Objective: Growing evidence suggests that follicular variant of papillary thyroid cancer (fvPTC) represents a heterogeneous population of cancers ranging from indolent tumors to those with aggressive malignant potential. We sought to define the incidence of multifocal disease in fvPTC to improve decision making regarding the extent of surgical resection.
Design: Retrospective case series.
Setting: A single, urban, tertiary care center.
Patients: All patients who underwent thyroid surgery between October 2009 and February 2013 with final pathology demonstrating fvPTC as their primary lesion.
Main Outcome Measures: We collected information regarding patient demographics, nodule size, multifocality, fine needle aspiration (FNA) results, and histopathologic features including lymphovascular invasion (LVI), capsular invasion, extrathyroidal extension, and lymph node metastasis. Tumors were divided into noninvasive and invasive fvPTC categories. Characteristics of solitary and bilateral fvPTC were compared.

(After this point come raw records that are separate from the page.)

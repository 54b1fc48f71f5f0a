//! Password reading functionality

use crate::error::{CrypticError, ErrorCategory, ErrorKind, Result};
use std::io::{self, IsTerminal, Read, Write};
use zeroize::Zeroizing;

/// Trait for reading passwords from various sources
pub trait PasswordReader {
    /// Read a password.
    ///
    /// Returns the password wrapped in `Zeroizing` to ensure it is securely
    /// wiped from memory when dropped.
    fn read_password(&mut self) -> Result<Zeroizing<String>>;
}

/// Returns a fixed password (for testing)
pub struct ConstantPasswordReader {
    password: Zeroizing<String>,
}

impl ConstantPasswordReader {
    pub fn new(password: impl Into<String>) -> Self {
        Self {
            password: Zeroizing::new(password.into()),
        }
    }
}

impl PasswordReader for ConstantPasswordReader {
    fn read_password(&mut self) -> Result<Zeroizing<String>> {
        Ok(self.password.clone())
    }
}

/// Reads a password from any io::Read source
///
/// The whole stream is the password, byte for byte; a trailing newline
/// is part of it, unlike with [`TerminalPasswordReader`]. The stream must
/// be valid UTF-8.
pub struct ReaderPasswordReader {
    reader: Box<dyn Read>,
}

impl ReaderPasswordReader {
    pub fn new(reader: Box<dyn Read>) -> Self {
        Self { reader }
    }
}

impl PasswordReader for ReaderPasswordReader {
    fn read_password(&mut self) -> Result<Zeroizing<String>> {
        let mut data = Zeroizing::new(Vec::new());
        self.reader.read_to_end(&mut data).map_err(|e| {
            CrypticError::with_source(
                ErrorCategory::Internal,
                ErrorKind::Io,
                format!("error reading password: {}", e),
                e,
            )
        })?;
        let text = std::str::from_utf8(&data).map_err(|e| {
            CrypticError::with_source(
                ErrorCategory::User,
                ErrorKind::InvalidInput,
                "password is not valid UTF-8",
                e,
            )
        })?;
        Ok(Zeroizing::new(text.to_owned()))
    }
}

/// Reads a password from terminal with no echo
pub struct TerminalPasswordReader;

impl TerminalPasswordReader {
    pub fn new() -> Self {
        Self
    }
}

impl Default for TerminalPasswordReader {
    fn default() -> Self {
        Self::new()
    }
}

impl PasswordReader for TerminalPasswordReader {
    fn read_password(&mut self) -> Result<Zeroizing<String>> {
        if !io::stdin().is_terminal() {
            return Err(CrypticError::new(
                ErrorCategory::User,
                ErrorKind::PassphraseUnavailable,
                "cannot read password from terminal - stdin is not a terminal",
            ));
        }

        io::stderr().write_all(b"Password (cryptic): ").map_err(|e| {
            CrypticError::with_source(
                ErrorCategory::Internal,
                ErrorKind::Io,
                format!("failed to write prompt: {}", e),
                e,
            )
        })?;
        io::stderr().flush().map_err(|e| {
            CrypticError::with_source(
                ErrorCategory::Internal,
                ErrorKind::Io,
                format!("failed to flush prompt: {}", e),
                e,
            )
        })?;

        // Read password *without echo*
        let password = rpassword::read_password().map_err(|e| {
            CrypticError::with_source(
                ErrorCategory::Internal,
                ErrorKind::PassphraseUnavailable,
                format!("failure reading password: {}", e),
                e,
            )
        })?;

        Ok(Zeroizing::new(password))
    }
}

/// Wraps another PasswordReader and caches the result
///
/// Provides "at most once" semantics - the upstream reader is called
/// only on the first successful invocation, and subsequent calls return
/// the cached value. The cached password is wiped when this reader is
/// dropped.
pub struct CachingPasswordReader {
    upstream: Box<dyn PasswordReader>,
    cached: Option<Zeroizing<String>>,
}

impl CachingPasswordReader {
    pub fn new(upstream: Box<dyn PasswordReader>) -> Self {
        Self {
            upstream,
            cached: None,
        }
    }
}

impl PasswordReader for CachingPasswordReader {
    fn read_password(&mut self) -> Result<Zeroizing<String>> {
        if let Some(cached) = &self.cached {
            return Ok(cached.clone());
        }
        let password = self.upstream.read_password()?;
        self.cached = Some(password.clone());
        Ok(password)
    }
}
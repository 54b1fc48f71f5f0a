//! Entropy-based password strength estimation
//!
//! A coarse heuristic for user feedback. It never decides whether a
//! password is acceptable for sealing.

use std::fmt;

const LOWERCASE_ALPHABET: u32 = 26;
const UPPERCASE_ALPHABET: u32 = 26;
const DIGIT_ALPHABET: u32 = 10;
const SYMBOL_ALPHABET: u32 = 32;

/// Characters counted as symbols. Anything else outside letters and
/// digits (space, backtick, tilde, non-ASCII) adds no alphabet.
const SYMBOLS: &str = "!@#$%^&*()_+-=[]{};':\"\\|,.<>?/";

/// Passwords shorter than this are weak regardless of entropy.
pub const MIN_LENGTH: usize = 6;

const WEAK_BELOW_BITS: f64 = 30.0;
const FAIR_BELOW_BITS: f64 = 50.0;
const FAIR_MAX_CLASSES: u8 = 3;
const GOOD_BELOW_BITS: f64 = 60.0;

/// Qualitative strength, ordered from weakest to strongest.
#[derive(Debug, Clone, Copy, PartialEq, Eq, PartialOrd, Ord)]
pub enum StrengthBucket {
    /// No password at all.
    Empty,
    /// Shorter than [`MIN_LENGTH`] or under 30 bits.
    Weak,
    /// Under 50 bits using fewer than three character classes.
    Fair,
    /// Under 60 bits.
    Good,
    /// 60 bits or more.
    Strong,
}

impl StrengthBucket {
    /// Meter score from 0 (empty) to 4 (strong).
    pub fn score(self) -> u8 {
        match self {
            StrengthBucket::Empty => 0,
            StrengthBucket::Weak => 1,
            StrengthBucket::Fair => 2,
            StrengthBucket::Good => 3,
            StrengthBucket::Strong => 4,
        }
    }

    /// Lowercase name of the bucket, e.g. `"fair"`.
    pub fn as_str(self) -> &'static str {
        match self {
            StrengthBucket::Empty => "empty",
            StrengthBucket::Weak => "weak",
            StrengthBucket::Fair => "fair",
            StrengthBucket::Good => "good",
            StrengthBucket::Strong => "strong",
        }
    }
}

impl fmt::Display for StrengthBucket {
    fn fmt(&self, f: &mut fmt::Formatter<'_>) -> fmt::Result {
        f.write_str(self.as_str())
    }
}

/// Result of [`assess`]. Recomputed from scratch for every password.
#[derive(Debug, Clone, Copy, PartialEq)]
pub struct StrengthAssessment {
    /// `length * log2(charset_size)`, with the charset floored to 1.
    pub entropy_bits: f64,
    /// Qualitative bucket; see [`StrengthBucket`] for the thresholds.
    pub bucket: StrengthBucket,
    /// Sum of the alphabet sizes of the classes present; 0 if none.
    pub charset_size: u32,
    /// Length in UTF-16 code units, so a character outside the Basic
    /// Multilingual Plane (e.g. most emoji) counts as two.
    pub length: usize,
    /// Number of distinct classes present (0..=4).
    pub classes: u8,
}

impl StrengthAssessment {
    /// Human-readable label for a strength meter.
    pub fn label(&self) -> &'static str {
        match self.bucket {
            StrengthBucket::Empty => "No password",
            StrengthBucket::Weak if self.length < MIN_LENGTH => "Too short",
            StrengthBucket::Weak => "Weak",
            StrengthBucket::Fair => "Fair",
            StrengthBucket::Good => "Good",
            StrengthBucket::Strong => "Strong",
        }
    }
}

impl fmt::Display for StrengthAssessment {
    fn fmt(&self, f: &mut fmt::Formatter<'_>) -> fmt::Result {
        write!(f, "{} ({:.0} bits)", self.label(), self.entropy_bits)
    }
}

#[derive(Default)]
struct Classes {
    lower: bool,
    upper: bool,
    digit: bool,
    symbol: bool,
}

impl Classes {
    fn of(password: &str) -> Self {
        let mut classes = Classes::default();
        for c in password.chars() {
            if c.is_ascii_lowercase() {
                classes.lower = true;
            } else if c.is_ascii_uppercase() {
                classes.upper = true;
            } else if c.is_ascii_digit() {
                classes.digit = true;
            } else if SYMBOLS.contains(c) {
                classes.symbol = true;
            }
        }
        classes
    }

    fn count(&self) -> u8 {
        [self.lower, self.upper, self.digit, self.symbol]
            .iter()
            .filter(|present| **present)
            .count() as u8
    }

    fn charset_size(&self) -> u32 {
        let mut size = 0;
        if self.lower {
            size += LOWERCASE_ALPHABET;
        }
        if self.upper {
            size += UPPERCASE_ALPHABET;
        }
        if self.digit {
            size += DIGIT_ALPHABET;
        }
        if self.symbol {
            size += SYMBOL_ALPHABET;
        }
        size
    }
}

/// Estimate the strength of `password`.
pub fn assess(password: &str) -> StrengthAssessment {
    let classes = Classes::of(password);
    let charset_size = classes.charset_size();
    let length = password.encode_utf16().count();
    let entropy_bits = length as f64 * f64::from(charset_size.max(1)).log2();
    let class_count = classes.count();

    let bucket = if length == 0 {
        StrengthBucket::Empty
    } else if length < MIN_LENGTH || entropy_bits < WEAK_BELOW_BITS {
        StrengthBucket::Weak
    } else if entropy_bits < FAIR_BELOW_BITS && class_count < FAIR_MAX_CLASSES {
        StrengthBucket::Fair
    } else if entropy_bits < GOOD_BELOW_BITS {
        StrengthBucket::Good
    } else {
        StrengthBucket::Strong
    };

    StrengthAssessment {
        entropy_bits,
        bucket,
        charset_size,
        length,
        classes: class_count,
    }
}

Results: We identified 124 patients with final pathology demonstrating fvPTC. The most common FNA diagnosis was “suspicious for malignancy” (n=53), followed by “malignant” (n=20), and “atypia/follicular lesion of undetermined significance” (n=19). Sixty-five contralateral tumors were identified in 44 patients (35.5%) and included fvPTC (n=40), classical PTC (n=22), tall cell PTC (n=2), and follicular cancer (n=1). Patients with contralateral disease were more likely to have LVI (p=0.037) and larger primary lesions (p=0.020). There was no significant difference noted in extrathyroidal extension, invasive histology, or lymph node metastasis. Both noninvasive and invasive fvPTC demonstrated similar rates of contralateral disease.
Conclusions: Bilateral disease is prevalent in noninvasive and invasive fvPTC. Larger tumor size and LVI correlate significantly with the presence of contralateral tumors. Completion thyroidectomy should be considered for patients with fvPTC and careful monitoring of the contralateral lobe performed for the development of potentially malignant nodules.